From the entries below, please gather each line containing the string "const".

#### Supplied records

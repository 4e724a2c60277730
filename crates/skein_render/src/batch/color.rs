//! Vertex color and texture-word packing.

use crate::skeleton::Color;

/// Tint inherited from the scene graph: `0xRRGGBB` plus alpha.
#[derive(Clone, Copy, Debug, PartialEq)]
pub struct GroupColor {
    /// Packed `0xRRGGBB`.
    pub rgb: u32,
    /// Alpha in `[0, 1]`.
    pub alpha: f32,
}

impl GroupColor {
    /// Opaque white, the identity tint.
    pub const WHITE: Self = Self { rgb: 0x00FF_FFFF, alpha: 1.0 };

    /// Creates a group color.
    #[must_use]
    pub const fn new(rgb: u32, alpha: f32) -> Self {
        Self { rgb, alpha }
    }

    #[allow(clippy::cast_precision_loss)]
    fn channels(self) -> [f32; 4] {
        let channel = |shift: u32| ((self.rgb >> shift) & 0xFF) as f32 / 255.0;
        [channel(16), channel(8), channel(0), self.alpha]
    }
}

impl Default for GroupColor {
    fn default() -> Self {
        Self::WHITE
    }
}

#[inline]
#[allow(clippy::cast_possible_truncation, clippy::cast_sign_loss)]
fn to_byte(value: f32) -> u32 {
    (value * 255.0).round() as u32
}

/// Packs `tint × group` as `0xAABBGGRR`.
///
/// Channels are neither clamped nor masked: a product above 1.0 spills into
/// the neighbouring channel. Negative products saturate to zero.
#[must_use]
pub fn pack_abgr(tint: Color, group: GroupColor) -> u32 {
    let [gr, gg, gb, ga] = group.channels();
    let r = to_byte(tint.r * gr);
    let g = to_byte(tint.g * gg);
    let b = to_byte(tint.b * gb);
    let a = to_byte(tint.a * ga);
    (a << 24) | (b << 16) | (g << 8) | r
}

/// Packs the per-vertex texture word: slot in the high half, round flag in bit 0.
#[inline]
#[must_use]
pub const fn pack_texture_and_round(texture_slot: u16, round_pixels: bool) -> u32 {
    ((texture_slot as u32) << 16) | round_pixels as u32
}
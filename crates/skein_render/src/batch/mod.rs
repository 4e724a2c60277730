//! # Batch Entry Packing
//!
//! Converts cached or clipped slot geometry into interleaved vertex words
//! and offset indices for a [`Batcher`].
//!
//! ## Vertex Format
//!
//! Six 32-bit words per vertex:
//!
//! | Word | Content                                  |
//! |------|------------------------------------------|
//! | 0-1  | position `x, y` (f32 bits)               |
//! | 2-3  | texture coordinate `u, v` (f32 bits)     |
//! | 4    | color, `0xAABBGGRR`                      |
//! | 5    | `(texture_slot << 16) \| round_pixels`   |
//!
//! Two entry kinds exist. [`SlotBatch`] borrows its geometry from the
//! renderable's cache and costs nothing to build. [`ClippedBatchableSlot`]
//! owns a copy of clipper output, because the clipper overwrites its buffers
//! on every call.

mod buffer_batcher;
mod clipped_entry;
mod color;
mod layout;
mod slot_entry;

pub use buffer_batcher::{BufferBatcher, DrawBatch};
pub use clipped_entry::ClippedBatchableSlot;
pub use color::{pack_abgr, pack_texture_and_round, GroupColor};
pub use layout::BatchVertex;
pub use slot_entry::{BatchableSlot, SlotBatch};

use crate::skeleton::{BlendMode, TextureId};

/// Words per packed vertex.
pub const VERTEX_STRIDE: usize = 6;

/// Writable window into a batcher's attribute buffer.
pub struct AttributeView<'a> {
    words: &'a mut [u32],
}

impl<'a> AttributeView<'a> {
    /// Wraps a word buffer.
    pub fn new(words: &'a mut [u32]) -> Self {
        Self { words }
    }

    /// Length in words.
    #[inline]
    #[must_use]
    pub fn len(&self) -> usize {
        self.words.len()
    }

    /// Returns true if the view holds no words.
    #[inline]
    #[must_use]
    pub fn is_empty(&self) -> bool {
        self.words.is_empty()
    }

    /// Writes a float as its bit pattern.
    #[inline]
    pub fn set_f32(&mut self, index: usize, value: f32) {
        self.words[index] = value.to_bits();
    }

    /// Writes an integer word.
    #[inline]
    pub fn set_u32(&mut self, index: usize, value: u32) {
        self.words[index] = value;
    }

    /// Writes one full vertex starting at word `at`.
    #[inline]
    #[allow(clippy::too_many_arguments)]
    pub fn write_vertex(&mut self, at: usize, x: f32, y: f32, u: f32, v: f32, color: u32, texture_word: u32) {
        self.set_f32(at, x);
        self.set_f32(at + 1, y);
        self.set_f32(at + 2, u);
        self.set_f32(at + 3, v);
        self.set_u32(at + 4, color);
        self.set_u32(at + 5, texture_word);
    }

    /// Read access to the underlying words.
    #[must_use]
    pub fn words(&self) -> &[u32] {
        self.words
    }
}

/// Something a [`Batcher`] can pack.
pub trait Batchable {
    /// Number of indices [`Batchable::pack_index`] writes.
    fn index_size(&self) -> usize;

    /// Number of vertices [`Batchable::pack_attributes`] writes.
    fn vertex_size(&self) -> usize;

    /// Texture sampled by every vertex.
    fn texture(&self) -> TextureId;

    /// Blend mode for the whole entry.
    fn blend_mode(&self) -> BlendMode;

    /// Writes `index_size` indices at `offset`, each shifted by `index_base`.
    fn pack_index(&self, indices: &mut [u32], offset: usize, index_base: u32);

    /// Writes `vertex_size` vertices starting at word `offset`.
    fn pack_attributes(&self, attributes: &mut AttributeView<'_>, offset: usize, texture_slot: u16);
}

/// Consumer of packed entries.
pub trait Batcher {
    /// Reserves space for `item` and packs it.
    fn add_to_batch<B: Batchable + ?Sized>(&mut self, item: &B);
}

########

> Reply
    pub const WHITE: Self = Self { rgb: 0x00FF_FFFF, alpha: 1.0 };
    pub const fn new(rgb: u32, alpha: f32) -> Self {
pub const fn pack_texture_and_round(texture_slot: u16, round_pixels: bool) -> u32 {
pub const VERTEX_STRIDE: usize = 6;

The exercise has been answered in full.